Basterebbe un episodio del genere per far capire quanto sia distante il palio d'oggi, con il suo mastodontico apparato veterinario-mediatico-amministrativo dal palio di allora, più leggero e riservato. Ugo ha sempre ricordato con le lacrime agli occhi l'incontro eccezionale che avvenne il 17 agosto in via di Città quando, all'altezza del palazzo Chigi-Saracini,, si incontrarono il drappellone d'agosto che veniva portato in Tartuca e quello del 2 luglio che contradaioli esultanti recavano incontro. Ma per Ugo la dimensione Contrada non è andata disgiunta dall'amore civico: il premio, destinato ad un giovane contradaiolo che si sia fatto apprezzare negli studi o per il lavoro, testimonia una generosità paterna ed autentica, mascherata da uno stile burbero. Ugo Bartalini ha avuto una scorza dura, si è sempre vantato di costumi schietti,di modi sbrigativi: ha amato più i numeri che le parole.

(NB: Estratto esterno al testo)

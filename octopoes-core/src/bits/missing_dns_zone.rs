use octopoes_model::{Finding, FindingType, ObjectType, Ooi, ScanLevel};

use super::{Bit, BitConfig, BitDefinition, BitError};

const FINDING_TYPE_ID: &str = "KAT-NO-DNS-ZONE";

/// Reports hostnames that are not attached to any DNS zone. Opt-in.
#[derive(Debug)]
pub struct MissingDnsZoneBit {
    definition: BitDefinition,
}

impl MissingDnsZoneBit {
    pub fn new() -> Self {
        Self {
            definition: BitDefinition::new("missing-dns-zone", ObjectType::Hostname)
                .with_min_scan_level(ScanLevel::L1)
                .disabled_by_default(),
        }
    }
}

impl Default for MissingDnsZoneBit {
    fn default() -> Self {
        Self::new()
    }
}

impl Bit for MissingDnsZoneBit {
    fn definition(&self) -> &BitDefinition {
        &self.definition
    }

    fn run(
        &self,
        source: &Ooi,
        _parameters: &[Ooi],
        _config: &BitConfig,
    ) -> Result<Vec<Ooi>, BitError> {
        let Ooi::Hostname(hostname) = source else {
            return Err(BitError(format!(
                "expected a Hostname, got {}",
                source.object_type()
            )));
        };
        if hostname.dns_zone.is_some() {
            return Ok(Vec::new());
        }

        let finding_type = Ooi::from(FindingType {
            id: FINDING_TYPE_ID.to_string(),
            description: Some("Hostname is not part of a known DNS zone.".into()),
        });
        let finding = Ooi::from(Finding {
            finding_type: finding_type.reference(),
            ooi: source.reference(),
            description: Some(format!("No DNS zone found for {}.", hostname.name)),
        });
        Ok(vec![finding_type, finding])
    }
}

#[cfg(test)]
mod tests {
    use super::*;
    use octopoes_model::{DnsZone, Hostname, Network};

    #[test]
    fn only_zoneless_hostnames_are_reported() {
        let network = Ooi::from(Network::new("internet")).reference();
        let mut hostname = Hostname::new(network, "example.com");
        let bit = MissingDnsZoneBit::new();

        let produced = bit
            .run(&Ooi::from(hostname.clone()), &[], &BitConfig::new())
            .unwrap();
        assert_eq!(produced.len(), 2);

        let zone = Ooi::from(DnsZone {
            hostname: Ooi::from(hostname.clone()).reference(),
            parent: None,
        });
        hostname.dns_zone = Some(zone.reference());
        let produced = bit
            .run(&Ooi::from(hostname), &[], &BitConfig::new())
            .unwrap();
        assert!(produced.is_empty());
    }
}
use std::io::Write;

use octopoes_config::{
    ConfigLoadError, SettingsSource,
    loader::{load_base, load_from_file},
};

#[test]
fn toml_file_from_env_path_overrides_defaults() {
    let mut file = tempfile::Builder::new()
        .suffix(".toml")
        .tempfile()
        .expect("create temp config");
    writeln!(
        file,
        r#"
log_filter = "octopoes=debug"

[xtdb]
url = "http://xtdb.internal:3000"
client = "acme"

[broker]
batch_size = 5

[bits]
disabled = ["dns-resolving"]
"#
    )
    .expect("write temp config");

    let path = file.path().to_path_buf();
    let path_str = path.display().to_string();
    let lookup = move |key: &str| {
        (key == "OCTOPOES_CONFIG_PATH").then(|| path_str.clone())
    };

    let (settings, source) = load_base(&lookup).expect("load settings");
    assert_eq!(source, SettingsSource::EnvPath(path));
    assert_eq!(settings.xtdb.client, "acme");
    assert_eq!(settings.xtdb.request_timeout_ms, 30_000);
    assert_eq!(settings.broker.batch_size, 5);
    assert_eq!(settings.broker.flush_interval_ms, 1_000);
    assert!(settings.bits.disabled.contains("dns-resolving"));
    settings.validate().expect("loaded settings are valid");
}

#[test]
fn json_file_is_parsed_by_extension() {
    let mut file = tempfile::Builder::new()
        .suffix(".json")
        .tempfile()
        .expect("create temp config");
    write!(file, r#"{{"broker": {{"event_queue": "events"}}}}"#)
        .expect("write temp config");

    let settings = load_from_file(file.path()).expect("load json settings");
    assert_eq!(settings.broker.event_queue, "events");
}

#[test]
fn missing_file_reports_the_path() {
    let dir = tempfile::tempdir().expect("create temp dir");
    let missing = dir.path().join("absent.toml");

    let err = load_from_file(&missing).expect_err("missing file must fail");
    match err {
        ConfigLoadError::Read { path, .. } => assert_eq!(path, missing),
        other => panic!("unexpected error: {other}"),
    }
}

Quando gli fu consegnato,nel 1992, un Mangia d'argento Bartalini ne fu felice, ma non si scompose. Il segreto della sua lunga vita sta tutta nella capacità di sdrammatizzare,nella voglia di ricondurre i fatti alla loro minuzia quotidiana. Così, senza enfasi, divertendosi e assecondando con gusto curiosità,imprese e affetti, ha attraversato per intero il Novecento, fedele a tre patrie:l'Italia del fervore giovanile,Siena e la sua Contrada.

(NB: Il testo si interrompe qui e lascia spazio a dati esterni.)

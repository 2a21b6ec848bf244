mod support;

use std::{collections::BTreeMap, collections::BTreeSet};

use octopoes_config::BitSettings;
use octopoes_core::{
    bits::{Bit, BitConfig, BitDefinition, BitError, BitRegistry},
    repositories::OriginFilter,
};
use octopoes_model::{
    Config, FindingType, IpPort, ObjectType, Ooi, Origin, OriginType, PortState,
    Protocol,
};
use support::{DnsFixture, TestEngine, valid_time};

fn settings(enabled: &[&str], disabled: &[&str]) -> BitSettings {
    BitSettings {
        enabled: enabled.iter().map(|id| id.to_string()).collect(),
        disabled: disabled.iter().map(|id| id.to_string()).collect(),
    }
}

async fn finding_types(engine: &TestEngine) -> BTreeSet<String> {
    engine
        .service()
        .list_ooi(&[ObjectType::Finding], valid_time(), 100, 0)
        .await
        .expect("findings should list")
        .items
        .into_iter()
        .filter_map(|profiled| match profiled.ooi {
            Ooi::Finding(finding) => Some(finding.finding_type.natural_key().to_string()),
            _ => None,
        })
        .collect()
}

#[tokio::test]
async fn address_records_resolve_their_hostname() {
    let mut engine = TestEngine::new();
    let fixture = DnsFixture::new();
    engine.declare(&fixture.all()).await;

    assert!(engine.exists(&fixture.resolved_hostname()).await);
    let origin = Origin::inference("dns-resolving", fixture.hostname.reference());
    let parameters = engine
        .service()
        .repositories()
        .origin_parameters
        .list_by_origin(&BTreeSet::from([origin.id()]), valid_time())
        .await
        .expect("parameters should list");
    assert_eq!(parameters.len(), 1);
    assert_eq!(parameters[0].reference, fixture.record.reference());
}

#[tokio::test]
async fn removing_the_record_retracts_the_resolution() {
    let mut engine = TestEngine::new();
    let fixture = DnsFixture::new();
    engine.declare(&fixture.all()).await;

    let service = engine.service();
    service
        .delete_ooi(&fixture.record.reference(), valid_time())
        .await
        .expect("delete should be queued");
    service.commit().await.expect("commit should succeed");
    engine.settle().await;

    assert!(!engine.exists(&fixture.resolved_hostname()).await);
    let origin = engine
        .service()
        .repositories()
        .origins
        .get(
            &Origin::inference("dns-resolving", fixture.hostname.reference()).id(),
            valid_time(),
        )
        .await
        .expect("inference origins outlive their results");
    assert!(origin.result.is_empty());
}

#[tokio::test]
async fn disabled_bits_are_not_attached() {
    let mut engine =
        TestEngine::new().with_bit_settings(settings(&[], &["dns-resolving"]));
    let fixture = DnsFixture::new();
    engine.declare(&fixture.all()).await;

    assert!(!engine.exists(&fixture.resolved_hostname()).await);
    let inferences = engine
        .service()
        .list_origins(
            &OriginFilter::new().origin_type(OriginType::Inference),
            valid_time(),
        )
        .await
        .expect("origins should list");
    assert!(inferences.is_empty());
}

#[tokio::test]
async fn scan_level_gates_bits_with_a_minimum() {
    let mut engine =
        TestEngine::new().with_bit_settings(settings(&["missing-dns-zone"], &[]));
    let fixture = DnsFixture::new();
    engine.declare(&fixture.all()).await;
    assert!(finding_types(&engine).await.is_empty());

    engine.set_declared_level(&fixture.hostname.reference(), 1).await;
    assert_eq!(
        finding_types(&engine).await,
        BTreeSet::from(["KAT-NO-DNS-ZONE".to_string()])
    );

    engine.set_declared_level(&fixture.hostname.reference(), 0).await;
    assert!(finding_types(&engine).await.is_empty());
    let finding_type = Ooi::from(FindingType {
        id: "KAT-NO-DNS-ZONE".into(),
        description: None,
    });
    assert!(!engine.exists(&finding_type.reference()).await);
}

#[tokio::test]
async fn config_objects_rerun_the_bit_they_configure() {
    let mut engine = TestEngine::new();
    let fixture = DnsFixture::new();
    let port = Ooi::from(IpPort {
        address: fixture.address.reference(),
        protocol: Protocol::Tcp,
        port: 3306,
        state: Some(PortState::Open),
    });
    engine
        .declare(&[fixture.network.clone(), fixture.address.clone(), port])
        .await;
    assert_eq!(
        finding_types(&engine).await,
        BTreeSet::from(["KAT-OPEN-DATABASE-PORT".to_string()])
    );

    let config = Ooi::from(Config {
        ooi: fixture.network.reference(),
        bit_id: "port-classification-ip".into(),
        config: BTreeMap::from([("db_tcp_ports".to_string(), "5432".to_string())]),
    });
    engine.declare(&[config]).await;

    assert_eq!(
        finding_types(&engine).await,
        BTreeSet::from(["KAT-UNCOMMON-OPEN-PORT".to_string()])
    );
}

struct BrokenBit {
    definition: BitDefinition,
}

impl Bit for BrokenBit {
    fn definition(&self) -> &BitDefinition {
        &self.definition
    }

    fn run(
        &self,
        _source: &Ooi,
        _parameters: &[Ooi],
        _config: &BitConfig,
    ) -> Result<Vec<Ooi>, BitError> {
        Err(BitError("resolver exploded".into()))
    }
}

#[tokio::test]
async fn failing_bits_leave_their_origin_untouched() {
    let mut bits = BitRegistry::empty();
    bits.register(BrokenBit {
        definition: BitDefinition::new("broken", ObjectType::Network),
    });
    let mut engine = TestEngine::with_bits(bits);
    let fixture = DnsFixture::new();
    engine.declare(&[fixture.network.clone()]).await;

    let origin = engine
        .service()
        .repositories()
        .origins
        .get(
            &Origin::inference("broken", fixture.network.reference()).id(),
            valid_time(),
        )
        .await
        .expect("the origin is attached even though the bit fails");
    assert!(origin.result.is_empty());
    assert!(engine.exists(&fixture.network.reference()).await);
}

#[tokio::test]
async fn recalculating_bits_attaches_newly_enabled_bits() {
    let mut engine =
        TestEngine::new().with_bit_settings(settings(&[], &["dns-resolving"]));
    let fixture = DnsFixture::new();
    engine.declare(&fixture.all()).await;
    assert!(!engine.exists(&fixture.resolved_hostname()).await);

    engine.factory = engine.factory.clone().with_bit_settings(BitSettings::default());
    let service = engine.service();
    let executions = service
        .recalculate_bits(valid_time())
        .await
        .expect("recalculation should succeed");
    assert_eq!(executions, 0, "new origins run once they are committed");
    service.commit().await.expect("commit should succeed");
    engine.settle().await;
    assert!(engine.exists(&fixture.resolved_hostname()).await);

    let service = engine.service();
    let executions = service
        .recalculate_bits(valid_time())
        .await
        .expect("recalculation should succeed");
    service.commit().await.expect("commit should succeed");
    assert_eq!(executions, 1);
    assert!(engine.drain().is_empty(), "nothing changed the second time");
}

Mauro Barni (da Murella Cronache)

Fiera e dolce, addio Anna

annatonda

ll 16 agosto 2001 abbiamo salutato Anna Carlucci, la nostra custode. Quale disegno possa predisporre un addio così duramente vissuto nelle ore in cui si celebra la Festa del Palio non è dato saperlo. L’Oratorio è gremito di contradaioli, di amici e parenti, ognuno rapito dalla fissità del proprio dolore in una deriva di sentimenti: stupore e sofferenza da una parte, attesa di un evento intriso di gioia e speranza dall’altra.
Come non pensare che di lì a poco, dove adesso il corpo di Anna, spento dalle mille tribolazioni di una feroce malattia, riposa coperto dalla bandiera gialla e turchina, Don Floriano avrebbe benedetto i protagonisti di una guerra giocosa e antica? In silenzio e storditi da tanti e contrastanti pensieri non era facile lasciarsi cullare, come sempre accade in questi dolorosi momenti, al dolce ricordo della persona tanto amata e adesso perduta.
Anna era sanguigna, vera, passionale, autentica. Stirpe Carlucci per intendersi. Quale sollievo, passato il timore di leggere il manifesto funebre appena attaccato in fondo alla strada, vedervi scomparire l’anonima frase – tanto anonima da suonare offensiva – “appassionata contradaiola”. Esiste un deliberato dell’Assemblea che impone questa disgraziata dicitura a tutti i contradaioli, ma finalmente è stato chiaro che la Contrada è una famiglia e non un’azienda. Siamo tutti uguali è vero, ma a qualcuno vogliamo più bene perché più bene ha voluto alla Contrada ed ognuno di noi vive una vita diversa dalle altre.
Impeto, dolcezza e fervore: Anna era anche questo e poi ancora dedizione, amore verso le cose della Contrada, verso le persone che amava. La sua voce ha risuonato per lungo tempo in Tommaso Pendola, quasi ne facesse parte come la fontanina o l’Oratorio. E di quante impazienti urla di richiamo, di sincero rimprovero, è popolata la nostra mente!
Anna faceva una cena, e la lista dei prenotati subiva una improvvisa impennata. In cucina riusciva ad esaltare le voglie più goderecce dei tartuchini. Cene del venerdi e settimane gastronomiche: la sua opera proseguiva dai locali dell’economato a quelli della cucina.
Non era una donna facile da domare. Ha incarnato l’autenticità spirituale della donna senese, fiera e dolce, combattiva e amabile.
Non sarà facile dimenticarla, sovrapporre allo sgomento della sua scomparsa l’ordinario sfilare dei giorni ed il velo del tempo.